Quincy Douby was a horrible draft pick. He's supposed to be a shooter, yet he's shooting *20%* from the floor. Have you guys seen this kid Rondo for the Celtics? Man, I'm so depressed now that we didn't draft him, he is an AMAZING all-around player. 

Petrie has lost it. Here we have two young guys working their asses off to make the team and they lose their spot to a soft 6'9 jumpshooting tub of crap. What the hell has Taylor done to deserve a roster spot. We'll never be anything more than an average defensive team if we have no shotblocking whatsoever.

I still hate the John Salmons signing. Everybody's been saying wait till he gets on the court to see what he can do without Iverson hogging the offense. Well, he still hasn't shown jack ****. The only thing he's shown is that he is a good ballhandler for a 6'7'' guy. He had one decent scoring night, other than that he's been almost completely invisible. 


What are some of your thoughts on the preseason??


----------



## maKINGSofgreatness (Aug 17, 2003)

Agreed on your positives, but do you remember what Martin looked like his rookie year? He looked like he couldn't play, and would never be able too. Cut Douby some slack, he's hardly played.
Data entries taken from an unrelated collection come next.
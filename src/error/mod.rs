//! Error module for the word trie.
//!
//! The trie algorithms themselves never fail; everything here concerns the
//! surfaces around them: configuration, persistence and the terminal session.

use std::fmt::{Display, Formatter};
use thiserror::Error;

pub mod config;
pub mod storage;

pub use self::config::ConfigError;
pub use self::storage::StorageError;

/// Result type alias used throughout the crate.
pub type WordTrieResult<T> = Result<T, WordTrieError>;

/// Core error enum for the word trie application.
#[derive(Error, Debug)]
pub enum WordTrieError {
    /// Errors occurring during configuration loading or validation.
    #[error("Configuration error: {0}")]
    Config(#[from] ConfigError),

    /// Errors occurring while saving or loading word files.
    #[error("Storage error: {0}")]
    Storage(#[from] StorageError),

    /// IO errors outside of word files, such as the terminal streams.
    #[error("IO error: {0}")]
    Io(#[from] std::io::Error),

    /// Custom error with message for cases where specific error types are not defined.
    #[error("{0}")]
    Custom(String),
}

/// Error reporting structure to provide context and debugging information.
#[derive(Debug)]
pub struct ErrorContext {
    /// The original error that occurred.
    pub error: WordTrieError,

    /// The component where the error occurred.
    pub component: String,

    /// Additional context information to help with debugging.
    pub details: Option<String>,
}

impl ErrorContext {
    /// Creates a new error context with the given error and component.
    ///
    /// # Arguments
    ///
    /// * `error` - The error that occurred
    /// * `component` - The component where the error occurred
    pub fn new<E, S>(error: E, component: S) -> Self
    where
        E: Into<WordTrieError>,
        S: Into<String>,
    {
        Self {
            error: error.into(),
            component: component.into(),
            details: None,
        }
    }

    /// Adds detail information to the error context.
    pub fn with_details<S: Into<String>>(mut self, details: S) -> Self {
        self.details = Some(details.into());
        self
    }
}

impl Display for ErrorContext {
    fn fmt(&self, f: &mut Formatter<'_>) -> std::fmt::Result {
        write!(f, "Error in {}: {}", self.component, self.error)?;
        if let Some(details) = &self.details {
            write!(f, "\nDetails: {details}")?;
        }
        Ok(())
    }
}

/// Error reporter trait for reporting errors to various sinks.
pub trait ErrorReporter: Send + Sync + std::fmt::Debug {
    /// Report an error with context.
    fn report(&self, context: &ErrorContext);
}

/// A simple error reporter implementation that logs errors using the tracing framework.
#[derive(Default, Debug)]
pub struct TracingErrorReporter;

impl ErrorReporter for TracingErrorReporter {
    fn report(&self, context: &ErrorContext) {
        tracing::error!(
            error = %context.error,
            component = %context.component,
            details = context.details.as_deref().unwrap_or("None"),
            "Error reported"
        );
    }
}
And while you're right about keeping Taylor over Amundson and Williams, there is almost no chance than either of them will ever become NBA contributors, and Taylor is hardly going to play. 
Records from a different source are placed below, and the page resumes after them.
//! Node implementation for the word trie.
//!
//! A node owns its children outright, so the whole trie is a strict tree
//! with no shared or back references.

use std::collections::{btree_map, BTreeMap};
use std::fmt;

/// A node in the word trie.
///
/// Each node sits at the end of one character edge. Terminal nodes mark the
/// end of a stored word.
#[derive(Default)]
pub struct TrieNode {
    /// Map of characters to child nodes, ordered by character
    children: BTreeMap<char, TrieNode>,

    /// Whether a stored word ends at this node
    pub is_terminal: bool,
}

impl TrieNode {
    /// Creates a new empty trie node.
    pub fn new() -> Self {
        Self::default()
    }

    /// Returns the child reached through `c`, if any.
    pub fn child(&self, c: char) -> Option<&TrieNode> {
        self.children.get(&c)
    }

    /// Returns the child reached through `c` for mutation, if any.
    pub fn child_mut(&mut self, c: char) -> Option<&mut TrieNode> {
        self.children.get_mut(&c)
    }

    /// Returns the child reached through `c`, attaching a fresh node first
    /// when the edge does not exist yet.
    pub fn child_or_insert(&mut self, c: char) -> &mut TrieNode {
        self.children.entry(c).or_default()
    }

    /// Attaches `node` under `c`, replacing any previous child.
    pub fn set_child(&mut self, c: char, node: TrieNode) {
        self.children.insert(c, node);
    }

    /// Detaches and returns the child reached through `c`.
    pub fn remove_child(&mut self, c: char) -> Option<TrieNode> {
        self.children.remove(&c)
    }

    /// Whether this node has no outgoing edges.
    pub fn has_no_children(&self) -> bool {
        self.children.is_empty()
    }

    /// Number of outgoing edges.
    pub fn child_count(&self) -> usize {
        self.children.len()
    }

    /// Iterates over the outgoing edges in ascending character order.
    pub fn children(&self) -> impl DoubleEndedIterator<Item = (char, &TrieNode)> {
        self.children.iter().map(|(c, node)| (*c, node))
    }

    /// Drops every child of this node.
    pub(crate) fn clear_children(&mut self) {
        self.children.clear();
    }
}

impl fmt::Debug for TrieNode {
    fn fmt(&self, f: &mut fmt::Formatter<'_>) -> fmt::Result {
        // Only the outgoing edges, never the subtree.
        f.debug_struct("TrieNode")
            .field("edges", &self.children.keys().collect::<String>())
            .field("is_terminal", &self.is_terminal)
            .finish()
    }
}

/// A node being copied: the edge it hangs from, the source edges still to
/// visit, and the children copied so far.
struct CloneFrame<'a> {
    edge: Option<char>,
    is_terminal: bool,
    pending: btree_map::Iter<'a, char, TrieNode>,
    copied: BTreeMap<char, TrieNode>,
}

impl<'a> CloneFrame<'a> {
    fn new(edge: Option<char>, node: &'a TrieNode) -> Self {
        Self {
            edge,
            is_terminal: node.is_terminal,
            pending: node.children.iter(),
            copied: BTreeMap::new(),
        }
    }
}

impl Clone for TrieNode {
    fn clone(&self) -> Self {
        // Post-order copy driven by a heap stack, one frame per level.
        let mut stack = vec![CloneFrame::new(None, self)];
        loop {
            let next = match stack.last_mut() {
                Some(frame) => frame.pending.next(),
                None => return Self::new(),
            };
            if let Some((&c, child)) = next {
                stack.push(CloneFrame::new(Some(c), child));
                continue;
            }

            let Some(done) = stack.pop() else {
                return Self::new();
            };
            let node = TrieNode {
                children: done.copied,
                is_terminal: done.is_terminal,
            };
            match (stack.last_mut(), done.edge) {
                (Some(parent), Some(c)) => {
                    parent.copied.insert(c, node);
                }
                _ => return node,
            }
        }
    }
}

impl PartialEq for TrieNode {
    fn eq(&self, other: &Self) -> bool {
        let mut stack = vec![(self, other)];
        while let Some((a, b)) = stack.pop() {
            if a.is_terminal != b.is_terminal || a.children.len() != b.children.len() {
                return false;
            }
            for ((ca, na), (cb, nb)) in a.children.iter().zip(&b.children) {
                if ca != cb {
                    return false;
                }
                stack.push((na, nb));
            }
        }
        true
    }
}

impl Eq for TrieNode {}

impl Drop for TrieNode {
    fn drop(&mut self) {
        // Flatten the subtree onto a heap stack so that dropping a long chain
        // never recurses once per character.
        let mut stack: Vec<TrieNode> = std::mem::take(&mut self.children).into_values().collect();
        while let Some(mut node) = stack.pop() {
            stack.extend(std::mem::take(&mut node.children).into_values());
        }
    }
}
Salmons has looked so-so, and you are completely right on Muss' offense. But Petrie has not lost it. We had a starting five of Bibby, Christie, Peja, Webber, and Vlade, and three of those players got old, and one suddenly became half as good as he was before, yet we have stayed in the playoffs. 

Don't blaim Petrie, he had nothing to work with this off season, and Bonzi made it impossible for us to resign him. If you want to judge Geoff, wait until after this season, and see what he does with some expiring contract/cap space.


----------



## KingByDefault (Dec 6, 2005)

Don't get all the Salmons hate. He is more solid on D than Bonzi was. In fact John is a pretty damn good defensive player. Sure he doesn't put up great numbers but he brings it on the defensive end.


----------